Work required: Nothing but the lines from the one containing "pub const fn with_cost(mut" through the one containing "These are plain", both included, should be given again, each exactly as written below.
*** Begin section ***
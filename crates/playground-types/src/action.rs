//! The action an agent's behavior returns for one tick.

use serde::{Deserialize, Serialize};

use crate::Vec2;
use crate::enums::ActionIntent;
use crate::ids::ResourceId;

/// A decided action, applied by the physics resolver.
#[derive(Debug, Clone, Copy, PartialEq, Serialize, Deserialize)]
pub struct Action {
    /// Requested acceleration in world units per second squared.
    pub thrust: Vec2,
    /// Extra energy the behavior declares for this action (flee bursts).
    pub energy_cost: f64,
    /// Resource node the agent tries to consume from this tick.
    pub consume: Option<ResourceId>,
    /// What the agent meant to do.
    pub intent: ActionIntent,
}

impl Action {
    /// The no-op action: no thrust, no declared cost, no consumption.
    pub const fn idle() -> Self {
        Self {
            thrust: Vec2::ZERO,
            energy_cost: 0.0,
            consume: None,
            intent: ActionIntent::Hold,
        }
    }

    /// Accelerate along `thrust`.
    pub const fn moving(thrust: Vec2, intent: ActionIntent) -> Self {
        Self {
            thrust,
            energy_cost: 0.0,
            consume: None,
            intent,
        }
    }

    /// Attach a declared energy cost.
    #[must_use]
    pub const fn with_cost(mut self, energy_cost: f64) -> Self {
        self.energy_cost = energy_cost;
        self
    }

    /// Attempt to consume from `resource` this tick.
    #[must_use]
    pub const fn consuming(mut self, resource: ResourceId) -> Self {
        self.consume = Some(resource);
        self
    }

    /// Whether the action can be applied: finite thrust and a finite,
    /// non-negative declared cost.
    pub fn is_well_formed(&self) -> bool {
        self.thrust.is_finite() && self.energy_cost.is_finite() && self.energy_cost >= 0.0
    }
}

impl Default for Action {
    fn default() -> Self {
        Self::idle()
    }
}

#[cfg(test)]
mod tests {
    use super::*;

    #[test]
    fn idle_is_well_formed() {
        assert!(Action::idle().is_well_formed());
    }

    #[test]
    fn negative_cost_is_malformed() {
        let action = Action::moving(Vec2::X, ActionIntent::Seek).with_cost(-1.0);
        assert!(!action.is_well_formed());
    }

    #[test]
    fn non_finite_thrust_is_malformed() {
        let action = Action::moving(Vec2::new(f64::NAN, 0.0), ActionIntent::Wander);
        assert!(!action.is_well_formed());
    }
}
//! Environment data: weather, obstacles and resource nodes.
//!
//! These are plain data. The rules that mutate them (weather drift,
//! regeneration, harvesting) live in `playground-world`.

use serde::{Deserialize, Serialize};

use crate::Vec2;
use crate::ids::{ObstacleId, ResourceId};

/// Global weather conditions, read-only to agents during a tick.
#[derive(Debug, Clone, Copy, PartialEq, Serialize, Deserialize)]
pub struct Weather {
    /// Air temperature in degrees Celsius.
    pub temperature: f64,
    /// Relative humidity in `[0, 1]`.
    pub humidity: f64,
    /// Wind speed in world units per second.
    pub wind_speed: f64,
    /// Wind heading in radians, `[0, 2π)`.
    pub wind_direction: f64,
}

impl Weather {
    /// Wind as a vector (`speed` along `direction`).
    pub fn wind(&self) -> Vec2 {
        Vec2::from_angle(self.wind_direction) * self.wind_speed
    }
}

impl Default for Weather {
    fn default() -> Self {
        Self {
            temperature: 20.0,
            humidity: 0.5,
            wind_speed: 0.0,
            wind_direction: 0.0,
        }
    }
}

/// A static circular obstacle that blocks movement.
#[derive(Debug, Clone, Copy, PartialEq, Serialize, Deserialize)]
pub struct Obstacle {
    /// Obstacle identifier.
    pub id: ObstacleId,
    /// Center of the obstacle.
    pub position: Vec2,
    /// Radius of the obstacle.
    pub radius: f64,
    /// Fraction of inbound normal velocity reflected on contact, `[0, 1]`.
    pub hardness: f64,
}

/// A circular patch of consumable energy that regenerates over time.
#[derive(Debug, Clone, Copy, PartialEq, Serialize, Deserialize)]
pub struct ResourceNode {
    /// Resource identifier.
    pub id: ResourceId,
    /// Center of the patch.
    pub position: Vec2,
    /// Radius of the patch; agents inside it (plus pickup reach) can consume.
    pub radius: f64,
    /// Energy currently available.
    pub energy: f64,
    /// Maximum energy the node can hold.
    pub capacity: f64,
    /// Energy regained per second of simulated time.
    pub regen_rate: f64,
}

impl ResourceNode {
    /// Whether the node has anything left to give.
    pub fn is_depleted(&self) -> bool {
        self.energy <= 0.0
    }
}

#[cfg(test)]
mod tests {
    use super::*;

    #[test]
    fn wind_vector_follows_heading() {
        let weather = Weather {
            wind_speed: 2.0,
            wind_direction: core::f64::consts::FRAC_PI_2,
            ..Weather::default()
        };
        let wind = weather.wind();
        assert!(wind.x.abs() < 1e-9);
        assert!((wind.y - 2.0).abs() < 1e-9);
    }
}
*** End section ***
Exercise solution:
    pub const fn with_cost(mut self, energy_cost: f64) -> Self {
        self.energy_cost = energy_cost;
        self
    }

    /// Attempt to consume from `resource` this tick.
    #[must_use]
    pub const fn consuming(mut self, resource: ResourceId) -> Self {
        self.consume = Some(resource);
        self
    }

    /// Whether the action can be applied: finite thrust and a finite,
    /// non-negative declared cost.
    pub fn is_well_formed(&self) -> bool {
        self.thrust.is_finite() && self.energy_cost.is_finite() && self.energy_cost >= 0.0
    }
}

impl Default for Action {
    fn default() -> Self {
        Self::idle()
    }
}

#[cfg(test)]
mod tests {
    use super::*;

    #[test]
    fn idle_is_well_formed() {
        assert!(Action::idle().is_well_formed());
    }

    #[test]
    fn negative_cost_is_malformed() {
        let action = Action::moving(Vec2::X, ActionIntent::Seek).with_cost(-1.0);
        assert!(!action.is_well_formed());
    }

    #[test]
    fn non_finite_thrust_is_malformed() {
        let action = Action::moving(Vec2::new(f64::NAN, 0.0), ActionIntent::Wander);
        assert!(!action.is_well_formed());
    }
}
//! Environment data: weather, obstacles and resource nodes.
//!
//! These are plain data. The rules that mutate them (weather drift,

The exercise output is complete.